┌─ DATA FOR THE TASK
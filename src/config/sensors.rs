//! Sensor installation for a four-cylinder aircraft engine.
//!
//! Display units after scaling:
//!
//! | Sensor | Unit | Source |
//! |--------|------|--------|
//! | volts | 0.1 V | 0-20 V divider on A0 |
//! | oil pressure | psi | 240-33 Ω, 0-100 psi sender on A1 |
//! | oil temperature | °F | thermistor on A2 |
//! | fuel pressure | 0.1 psi | 240-33 Ω, 0-15 psi sender on A3 |
//! | fuel left / right | 0.1 gal | 240-33 Ω, 16 gal float senders on A4/A5 |
//! | CHT 1-4 | °F | K-type probes 0-3 |
//! | EGT 1-4 | °F | K-type probes 4-7 |
//! | RPM, hours, fuel flow, fuel remaining | native | pulse inputs / status |

use crate::engine::{RunCriteria, RunCriterion};
use crate::pages::{Page, Watch};
use crate::sensor::{
    Channel,
    FUEL_FLOW_PIN,
    FUEL_REMAINING_PIN,
    HOBBS_PIN,
    SensorDescriptor,
    SensorKind,
    TACH_PIN,
    THERMOCOUPLE_BASE,
    Thresholds,
    factor,
};

/// Cylinders, and so probes per thermocouple bank.
pub const CYLINDERS: u8 = 4;

const fn high_only(
    caution: i32,
    warning: i32,
) -> Thresholds {
    Thresholds {
        low_warning: i32::MIN,
        low_caution: i32::MIN + 1,
        high_caution: caution,
        high_warning: warning,
    }
}

const fn low_only(
    warning: i32,
    caution: i32,
) -> Thresholds {
    Thresholds {
        low_warning: warning,
        low_caution: caution,
        high_caution: i32::MAX - 1,
        high_warning: i32::MAX,
    }
}

// =============================================================================
// Descriptors
// =============================================================================

pub const VOLTS: SensorDescriptor = SensorDescriptor::new(0, SensorKind::Volts)
    .scaled(factor(1, 5), 0)
    .with_thresholds(Thresholds {
        low_warning: 115,
        low_caution: 125,
        high_caution: 148,
        high_warning: 152,
    });

pub const OIL_PRESSURE: SensorDescriptor = SensorDescriptor::new(1, SensorKind::Sender240To33)
    .scaled(factor(1, 10), 0)
    .with_thresholds(Thresholds {
        low_warning: 15,
        low_caution: 25,
        high_caution: 95,
        high_warning: 100,
    });

pub const OIL_TEMPERATURE: SensorDescriptor = SensorDescriptor::new(2, SensorKind::ThermistorF)
    .scaled(factor(1, 10), 0)
    .with_thresholds(Thresholds {
        low_warning: 40,
        low_caution: 100,
        high_caution: 235,
        high_warning: 245,
    });

pub const FUEL_PRESSURE: SensorDescriptor = SensorDescriptor::new(3, SensorKind::Sender240To33)
    .scaled(factor(3, 20), 0)
    .with_thresholds(Thresholds {
        low_warning: 5,
        low_caution: 10,
        high_caution: 80,
        high_warning: 90,
    });

pub const FUEL_LEFT: SensorDescriptor = SensorDescriptor::new(4, SensorKind::Sender240To33Linear)
    .scaled(factor(4, 25), 0)
    .with_thresholds(low_only(20, 50));

pub const FUEL_RIGHT: SensorDescriptor = SensorDescriptor::new(5, SensorKind::Sender240To33Linear)
    .scaled(factor(4, 25), 0)
    .with_thresholds(low_only(20, 50));

pub const CHT: SensorDescriptor = SensorDescriptor::new(THERMOCOUPLE_BASE, SensorKind::KTypeThermocoupleF)
    .scaled(factor(1, 4), 0)
    .with_thresholds(high_only(435, 460));

pub const EGT: SensorDescriptor =
    SensorDescriptor::new(THERMOCOUPLE_BASE + CYLINDERS as i16, SensorKind::KTypeThermocoupleF)
        .scaled(factor(1, 4), 0);

pub const TACH: SensorDescriptor =
    SensorDescriptor::new(TACH_PIN, SensorKind::Tachometer).with_thresholds(high_only(2700, 2800));

pub const HOURS: SensorDescriptor = SensorDescriptor::new(HOBBS_PIN, SensorKind::Hours);

pub const FUEL_FLOW: SensorDescriptor = SensorDescriptor::new(FUEL_FLOW_PIN, SensorKind::FuelFlow);

pub const FUEL_REMAINING: SensorDescriptor =
    SensorDescriptor::new(FUEL_REMAINING_PIN, SensorKind::FuelRemaining)
        .with_thresholds(low_only(50, 100));

const ALL: [SensorDescriptor; 12] = [
    VOLTS,
    OIL_PRESSURE,
    OIL_TEMPERATURE,
    FUEL_PRESSURE,
    FUEL_LEFT,
    FUEL_RIGHT,
    CHT,
    EGT,
    TACH,
    HOURS,
    FUEL_FLOW,
    FUEL_REMAINING,
];

const fn all_ordered(sensors: &[SensorDescriptor]) -> bool {
    let mut i = 0;
    while i < sensors.len() {
        if !sensors[i].thresholds.is_ordered() {
            return false;
        }
        i += 1;
    }
    true
}

const _: () = assert!(all_ordered(&ALL), "threshold bands must be strictly ordered");

// =============================================================================
// Display and engine-state wiring
// =============================================================================

/// Shown on line 0 next to the indicator.
pub const HEADLINE: &SensorDescriptor = &TACH;

/// Line 1 rotation.
pub const PAGES: &[Page] = &[
    Page::DualGauge {
        left: &FUEL_LEFT,
        right: &FUEL_RIGHT,
    },
    Page::Number {
        sensor: &VOLTS,
        decimal: 1,
    },
    Page::Number {
        sensor: &OIL_PRESSURE,
        decimal: 0,
    },
    Page::Number {
        sensor: &OIL_TEMPERATURE,
        decimal: 0,
    },
    Page::Number {
        sensor: &FUEL_FLOW,
        decimal: 1,
    },
    Page::Number {
        sensor: &FUEL_REMAINING,
        decimal: 1,
    },
    Page::Number {
        sensor: &HOURS,
        decimal: 1,
    },
];

/// Sensors that drive the alarm indicator.
pub const WATCHED: &[Watch] = &[
    Watch::single(&VOLTS),
    Watch::single(&OIL_PRESSURE),
    Watch::single(&OIL_TEMPERATURE),
    Watch::single(&FUEL_PRESSURE),
    Watch::single(&FUEL_LEFT),
    Watch::single(&FUEL_RIGHT),
    Watch {
        sensor: &CHT,
        channels: CYLINDERS,
    },
    Watch::single(&TACH),
];

const fn watches_fit(watched: &[Watch]) -> bool {
    let mut i = 0;
    while i < watched.len() {
        if !Channel::span_fits(watched[i].sensor.pin, watched[i].channels) {
            return false;
        }
        i += 1;
    }
    true
}

const _: () = assert!(watches_fit(WATCHED), "a watched span runs past its bank");

/// Engine counts as running above 13.2 V (alternator charging), 10 psi oil
/// pressure or 300 RPM.
pub const RUN_CRITERIA: RunCriteria = &[
    RunCriterion {
        sensor: &VOLTS,
        above: 132,
    },
    RunCriterion {
        sensor: &OIL_PRESSURE,
        above: 10,
    },
    RunCriterion {
        sensor: &TACH,
        above: 300,
    },
];

// =============================================================================
// Unit Tests
// =============================================================================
└─
Retype the records above from the very first line down to the line with "low_caution: i32::MIN +", keeping both of those lines. Include nothing beyond them.

filename src/config/sensors.rs
//! Sensor installation for a four-cylinder aircraft engine.
//!
//! Display units after scaling:
//!
//! | Sensor | Unit | Source |
//! |--------|------|--------|
//! | volts | 0.1 V | 0-20 V divider on A0 |
//! | oil pressure | psi | 240-33 Ω, 0-100 psi sender on A1 |
//! | oil temperature | °F | thermistor on A2 |
//! | fuel pressure | 0.1 psi | 240-33 Ω, 0-15 psi sender on A3 |
//! | fuel left / right | 0.1 gal | 240-33 Ω, 16 gal float senders on A4/A5 |
//! | CHT 1-4 | °F | K-type probes 0-3 |
//! | EGT 1-4 | °F | K-type probes 4-7 |
//! | RPM, hours, fuel flow, fuel remaining | native | pulse inputs / status |

use crate::engine::{RunCriteria, RunCriterion};
use crate::pages::{Page, Watch};
use crate::sensor::{
    Channel,
    FUEL_FLOW_PIN,
    FUEL_REMAINING_PIN,
    HOBBS_PIN,
    SensorDescriptor,
    SensorKind,
    TACH_PIN,
    THERMOCOUPLE_BASE,
    Thresholds,
    factor,
};

/// Cylinders, and so probes per thermocouple bank.
pub const CYLINDERS: u8 = 4;

const fn high_only(
    caution: i32,
    warning: i32,
) -> Thresholds {
    Thresholds {
        low_warning: i32::MIN,
        low_caution: i32::MIN + 1,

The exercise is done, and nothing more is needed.